Scientists Discuss Long-Awaited Scientific Volume On 'Kennewick Man' Skeleton
A skeleton that's about 9,000 years old is giving up a few of his secrets today. Monday, scientists who have a new book about the ancient remains found near Kennewick 18 years ago spoke to the press.
The volume titled, “Kennewick Man: The Scientific Investigation of an Ancient American Skeleton,” is due to hit bookstands in mid-September.
Kennewick Man was found resting in the shallow water of the Columbia River 18 years ago. His early story was that of some strife. A rock-point is buried in the bone of his hip.
The Northwest tribes that want to rebury the ancient remains, and the scientists that want to study him fought for years in court. This new book reveals the studies that were ultimately allowed by federal court.
The book explains that Kennewick Man was likely a coastal sea hunter from the far north. And he hadn’t been in Washington’s desert too long.

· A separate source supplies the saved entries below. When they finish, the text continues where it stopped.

//! Batch-barrier scheduling.
//!
//! A scheduled run is split into batches of at most `concurrency` requests. Every request of a
//! batch is spawned at once, and the next batch is only started once every request of the
//! current one has produced an [`Outcome`]. Peak in-flight concurrency is therefore exactly
//! bounded, and an inter-batch delay is a true pause in traffic.
use crate::executor::Execute;
use crate::scenario::PayloadSource;
use futures_util::future::join_all;
use qrload_core::{ConfigError, FailureKind, Outcome};
use std::num::NonZeroUsize;
use std::ops::Range;
use std::sync::Arc;
use std::time::{Duration, Instant};
#[allow(unused)]
use tracing::{debug, error, info, trace, warn, Instrument};

/// Partition of `total` request indices into consecutive batches.
#[derive(Debug, Clone, Copy, PartialEq, Eq)]
pub struct BatchPlan {
    total: usize,
    concurrency: NonZeroUsize,
}

impl BatchPlan {
    pub fn new(total: usize, concurrency: usize) -> Result<Self, ConfigError> {
        let concurrency =
            NonZeroUsize::new(concurrency).ok_or(ConfigError::InvalidConcurrency(concurrency))?;
        Ok(Self { total, concurrency })
    }

    pub fn total(&self) -> usize {
        self.total
    }

    pub fn concurrency(&self) -> usize {
        self.concurrency.get()
    }

    /// Number of batches, `ceil(total / concurrency)`.
    pub fn len(&self) -> usize {
        self.total.div_ceil(self.concurrency.get())
    }

    pub fn is_empty(&self) -> bool {
        self.total == 0
    }

    /// Index ranges of each batch, in order. Only the last one may be short.
    pub fn batches(&self) -> impl Iterator<Item = Range<usize>> {
        let total = self.total;
        let concurrency = self.concurrency.get();
        (0..total)
            .step_by(concurrency)
            .map(move |start| start..(start + concurrency).min(total))
    }
}

/// Outcomes of one batch, in request-index order.
#[derive(Debug, Clone, PartialEq)]
pub struct BatchResult {
    pub index: usize,
    pub outcomes: Vec<Outcome>,
}

#[derive(Debug, Clone, PartialEq)]
pub struct ScheduledRun {
    pub batches: Vec<BatchResult>,
    /// From the first request being issued until the last batch completed.
    pub elapsed: Duration,
}

impl ScheduledRun {
    pub fn outcomes(&self) -> impl Iterator<Item = &Outcome> {
        self.batches.iter().flat_map(|batch| batch.outcomes.iter())
    }

    pub fn into_outcomes(self) -> Vec<Outcome> {
        self.batches
            .into_iter()
            .flat_map(|batch| batch.outcomes)
            .collect()
    }

    pub fn len(&self) -> usize {
        self.batches.iter().map(|batch| batch.outcomes.len()).sum()
    }

    pub fn is_empty(&self) -> bool {
        self.len() == 0
    }
}

pub struct ConcurrencyScheduler {
    plan: BatchPlan,
    delay: Option<Duration>,
}

impl ConcurrencyScheduler {
    pub fn new(plan: BatchPlan) -> Self {
        Self { plan, delay: None }
    }

    /// Pause between consecutive batches, e.g. to stay under a rate limit.
    pub fn delay(mut self, delay: Option<Duration>) -> Self {
        self.delay = delay.filter(|delay| !delay.is_zero());
        self
    }

    pub fn plan(&self) -> &BatchPlan {
        &self.plan
    }

    pub async fn run<E>(&self, executor: &Arc<E>, source: &dyn PayloadSource) -> ScheduledRun
    where
        E: Execute + 'static,
    {
        let batch_count = self.plan.len();
        let mut batches = Vec::with_capacity(batch_count);
        let start = Instant::now();

        for (index, range) in self.plan.batches().enumerate() {
            if index > 0 {
                if let Some(delay) = self.delay {
                    tokio::time::sleep(delay).await;
                }
            }

            let size = range.len();
            let outcomes = run_batch(executor, source, range).await;
            debug_assert_eq!(outcomes.len(), size);

            let failed = outcomes.iter().filter(|o| !o.success).count();
            debug!(
                "Batch {}/{} complete: {} requests, {} failed",
                index + 1,
                batch_count,
                size,
                failed
            );

            batches.push(BatchResult { index, outcomes });
        }

        ScheduledRun {
            batches,
            elapsed: start.elapsed(),
        }
    }
}

async fn run_batch<E>(
    executor: &Arc<E>,
    source: &dyn PayloadSource,
    range: Range<usize>,
) -> Vec<Outcome>
where
    E: Execute + 'static,
{
    let handles: Vec<_> = range
        .map(|idx| {
            let request = source.request(idx);
            let executor = executor.clone();
            tokio::spawn(async move { executor.execute(request).await }.in_current_span())
        })
        .collect();

    join_all(handles)
        .await
        .into_iter()
        .map(|res| {
            res.unwrap_or_else(|err| {
                error!("Request task failed: {err}");
                Outcome::failure(
                    Duration::ZERO,
                    0,
                    FailureKind::Aborted,
                    format!("Request task failed: {err}"),
                )
            })
        })
        .collect()
}
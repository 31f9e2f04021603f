use clap::builder::RangedU64ValueParser;
use clap::{Parser, ValueEnum};
use qrload::core::{DEFAULT_CONCURRENCY, DEFAULT_REQUESTS, GENERATE_ENDPOINT};
use std::net::SocketAddr;
use std::path::PathBuf;
use std::time::Duration;

pub const DEFAULT_URL: &str = "http://localhost:3002";

#[derive(Parser, Debug, Clone)]
#[command(version, about = "Load test a QR rendering service and measure its cache")]
pub struct Cli {
    /// Requests per scenario
    #[arg(
        short,
        long,
        default_value_t = DEFAULT_REQUESTS,
        value_parser = RangedU64ValueParser::<usize>::new().range(1..)
    )]
    pub requests: usize,

    /// Requests in flight at once
    #[arg(
        short,
        long,
        default_value_t = DEFAULT_CONCURRENCY,
        value_parser = RangedU64ValueParser::<usize>::new().range(1..)
    )]
    pub concurrency: usize,

    /// Base URL of the service
    #[arg(short, long, default_value = DEFAULT_URL)]
    pub url: String,

    /// Render endpoint, relative to `--url`
    #[arg(short, long, default_value = GENERATE_ENDPOINT)]
    pub endpoint: String,

    /// Base URL for health checks and cache housekeeping, when not served by `--url`
    #[arg(long)]
    pub probe_url: Option<String>,

    /// Unmeasured requests issued before the first scenario
    #[arg(short, long, default_value_t = 0)]
    pub warmup: usize,

    /// Keep whatever the cache holds when the run starts
    #[arg(long)]
    pub skip_cache_clear: bool,

    /// Per-request timeout, e.g. `15s` or `500ms`
    #[arg(long, value_parser = humantime::parse_duration, default_value = "15s")]
    pub timeout: Duration,

    /// Pause between batches
    #[arg(long, value_parser = humantime::parse_duration)]
    pub delay: Option<Duration>,

    #[arg(long, value_enum, default_value_t = Suite::Standard)]
    pub suite: Suite,

    /// Where to write the JSON report. Defaults to `qrload_results_<unix time>.json`
    #[arg(short, long)]
    pub output: Option<PathBuf>,

    /// Do not write a JSON report
    #[arg(long, conflicts_with = "output")]
    pub no_save: bool,

    /// Expose Prometheus metrics on this address while running
    #[arg(long)]
    pub metrics_addr: Option<SocketAddr>,

    /// Seed for randomized payloads
    #[arg(long)]
    pub seed: Option<u64>,
}

#[derive(ValueEnum, Debug, Clone, Copy, PartialEq, Eq)]
pub enum Suite {
    /// Cold and warm cache, increasing customization, mixed data and batch scenarios
    Standard,
    /// A single scenario of randomly customized codes
    Random,
}

#[cfg(test)]
mod tests {
    use super::*;

    #[test]
    fn defaults() {
        let cli = Cli::try_parse_from(["qrload"]).unwrap();
        assert_eq!(cli.requests, 1_000);
        assert_eq!(cli.concurrency, 50);
        assert_eq!(cli.url, DEFAULT_URL);
        assert_eq!(cli.endpoint, GENERATE_ENDPOINT);
        assert_eq!(cli.probe_url, None);
        assert_eq!(cli.warmup, 0);
        assert_eq!(cli.timeout, qrload::core::DEFAULT_REQUEST_TIMEOUT);
        assert_eq!(cli.suite, Suite::Standard);
        assert!(!cli.skip_cache_clear);
    }

    #[test]
    fn short_flags() {
        let cli = Cli::try_parse_from([
            "qrload", "-r", "200", "-c", "20", "-u", "http://qr:8080", "-w", "10", "--timeout",
            "500ms", "--delay", "1s", "--suite", "random", "--seed", "7",
        ])
        .unwrap();
        assert_eq!(cli.requests, 200);
        assert_eq!(cli.concurrency, 20);
        assert_eq!(cli.url, "http://qr:8080");
        assert_eq!(cli.warmup, 10);
        assert_eq!(cli.timeout, Duration::from_millis(500));
        assert_eq!(cli.delay, Some(Duration::from_secs(1)));
        assert_eq!(cli.suite, Suite::Random);
        assert_eq!(cli.seed, Some(7));
    }

    #[test]
    fn separate_targets() {
        let cli = Cli::try_parse_from([
            "qrload", "-u", "http://gateway:3004", "-e", "/api/generate", "--probe-url",
            "http://qr:3002",
        ])
        .unwrap();
        assert_eq!(cli.endpoint, "/api/generate");
        assert_eq!(cli.probe_url.as_deref(), Some("http://qr:3002"));
    }

    #[test]
    fn rejects_zero() {
        assert!(Cli::try_parse_from(["qrload", "-c", "0"]).is_err());
        assert!(Cli::try_parse_from(["qrload", "-r", "0"]).is_err());
        assert!(Cli::try_parse_from(["qrload", "-c", "-3"]).is_err());
    }
}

“He lived most of his life in coastal locations, north of the state of Washington,” said Doug Owsley, the book’s co-editor. “And in keeping with these findings you know if you look at Kennewick Man’s dental wear its reminiscent of working hides, and similar to really wear that we see in early Eskimo skeletons.”
Owsley says there’s still one question he’s dying to answer: What kind of rock is the stone point made from that’s buried in K-man’s hip? That would give clues to his routes across the North American landscape.